The Audio Podcast for this posting is avaliable here (2:40).
The "unattainable triangle" is composed of quality, price, and speed. All products or services have two out of the three sides of the triangle. That is to say, high-quality and fast turnaround but high-price or low-price, fast-turnaround but low-quality and so on.
The triangle is unattainable for two reasons. The first is logistical. Providing high-quality service with faster-than-average turnaround time is going to cost you more money than your competitor who can do the same level of quality at a lower price with slightly slower turnaround. It’s pretty much logistically impossible to maintain a profitable business that has somehow "attained the triangle."
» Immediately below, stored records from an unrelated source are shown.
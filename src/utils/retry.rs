use std::time;

/// Exponential backoff used by the producer for send retries and for the
/// bounded startup connection loop.
#[derive(Copy, Clone, Debug, PartialEq, Eq)]
pub struct RetryPolicy {
    /// Coefficient to multiply initial_interval with for every past attempt.
    backoff_coefficient: u32,
    /// The backoff interval for the first retry.
    initial_interval: time::Duration,
    /// The maximum possible backoff between retries.
    maximum_interval: Option<time::Duration>,
}

impl RetryPolicy {
    pub fn new(
        backoff_coefficient: u32,
        initial_interval: time::Duration,
        maximum_interval: Option<time::Duration>,
    ) -> Self {
        Self {
            backoff_coefficient,
            initial_interval,
            maximum_interval,
        }
    }

    /// A policy that waits the same interval before every retry.
    pub fn fixed(interval: time::Duration) -> Self {
        Self::new(1, interval, Some(interval))
    }

    /// Time to wait before retry number `attempt` (zero based).
    pub fn time_until_next_retry(&self, attempt: u32) -> time::Duration {
        let factor = self.backoff_coefficient.saturating_pow(attempt);
        let candidate_interval = self.initial_interval.saturating_mul(factor);

        match self.maximum_interval {
            Some(max_interval) => std::cmp::min(candidate_interval, max_interval),
            None => candidate_interval,
        }
    }
}

impl Default for RetryPolicy {
    fn default() -> Self {
        Self {
            backoff_coefficient: 2,
            initial_interval: time::Duration::from_secs(1),
            maximum_interval: None,
        }
    }
}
The second reason the triangle is unattainable is the "snake oil" effect. Let's say it was possible for you to design a software solution that was faster and better than any other software solution on the market today and you priced it below market value hoping to make your money back from high-volume selling. Chances are you would fail. You would fail because buyers today are more sophisticated than ever before and their perception of your offering would be that it's simply too good to be true. This is the "snake oil" effect.
Here's the big marketing idea.
If you were able to offer all three sides of the triangle, you shouldn't. It would be in your best interest to maximize your profitability by sacrificing one of the three sides. So if you had something that was better and faster, you can and should increase the price. The strange thing about this strategy is that it might actually sell better with a higher price. This kind of strategy is known as a Price Premium. For more information, on price premiums, check out the Justin Downey Marketing Campaign Strategies Playbook.
Proof of Concept ::
Look around you and every company you see will be leaning on two of the three sides of the "unattainable triangle". The key for your business is choosing the right two sides to promote.